- DIRECTIONS
What follows is a set of records. Repeat every one of them exactly.

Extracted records
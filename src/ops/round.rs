//! Precision reduction: rounding an unscaled value to fewer decimal places
//! while keeping its scale.

use crate::error::ArithmeticError;
use crate::rounding::{OverflowMode, RoundingMode, TruncatedPart};
use crate::scale::ScaleMetrics;
use crate::str::format_unscaled;

/// Rounds `u` to `precision` decimal places at the instance scale. The result
/// is still an unscaled value at scale `s`; digits below the precision are
/// zeroed. `precision >= s` leaves the value untouched; a precision below
/// `s - 18` has no representable rounding unit and is rejected.
pub(crate) fn round(
    sm: ScaleMetrics,
    rounding: RoundingMode,
    overflow: OverflowMode,
    u: i64,
    precision: i32,
) -> Result<i64, ArithmeticError> {
    let scale = sm.scale() as i32;
    if precision >= scale {
        return Ok(u);
    }
    if precision < scale - 18 {
        return Err(ArithmeticError::IllegalArgument(format!(
            "precision must be in [{}, {}] but was: {}",
            scale - 18,
            scale,
            precision
        )));
    }
    let factor = ScaleMetrics::of_valid((scale - precision) as u32);
    let f = factor.scale_factor();
    let truncated = u / f;
    let remainder = u % f;
    let increment = rounding.calculate_increment(
        u.signum(),
        truncated & 1 != 0,
        TruncatedPart::for_remainder(remainder.unsigned_abs(), f as u64),
    )?;
    let rounded = truncated + increment;
    match overflow {
        OverflowMode::Unchecked => Ok(rounded.wrapping_mul(f)),
        OverflowMode::Checked => rounded.checked_mul(f).ok_or_else(|| {
            ArithmeticError::Overflow(format!(
                "round({}, {})",
                format_unscaled(sm, u),
                precision
            ))
        }),
    }
}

- OUTPUT BELOW
filename src/ops/round.rs
//! Precision reduction: rounding an unscaled value to fewer decimal places
//! while keeping its scale.

use crate::error::ArithmeticError;
use crate::rounding::{OverflowMode, RoundingMode, TruncatedPart};
use crate::scale::ScaleMetrics;
use crate::str::format_unscaled;

/// Rounds `u` to `precision` decimal places at the instance scale. The result
/// is still an unscaled value at scale `s`; digits below the precision are
/// zeroed. `precision >= s` leaves the value untouched; a precision below
/// `s - 18` has no representable rounding unit and is rejected.
pub(crate) fn round(
    sm: ScaleMetrics,
    rounding: RoundingMode,
    overflow: OverflowMode,
    u: i64,
    precision: i32,
) -> Result<i64, ArithmeticError> {
    let scale = sm.scale() as i32;
    if precision >= scale {
        return Ok(u);
    }
    if precision < scale - 18 {
        return Err(ArithmeticError::IllegalArgument(format!(
            "precision must be in [{}, {}] but was: {}",
            scale - 18,
            scale,
            precision
        )));
    }
    let factor = ScaleMetrics::of_valid((scale - precision) as u32);
    let f = factor.scale_factor();
    let truncated = u / f;
    let remainder = u % f;
    let increment = rounding.calculate_increment(
        u.signum(),
        truncated & 1 != 0,
        TruncatedPart::for_remainder(remainder.unsigned_abs(), f as u64),
    )?;
    let rounded = truncated + increment;
    match overflow {
        OverflowMode::Unchecked => Ok(rounded.wrapping_mul(f)),
        OverflowMode::Checked => rounded.checked_mul(f).ok_or_else(|| {
            ArithmeticError::Overflow(format!(
                "round({}, {})",
                format_unscaled(sm, u),
                precision
            ))
        }),
    }
}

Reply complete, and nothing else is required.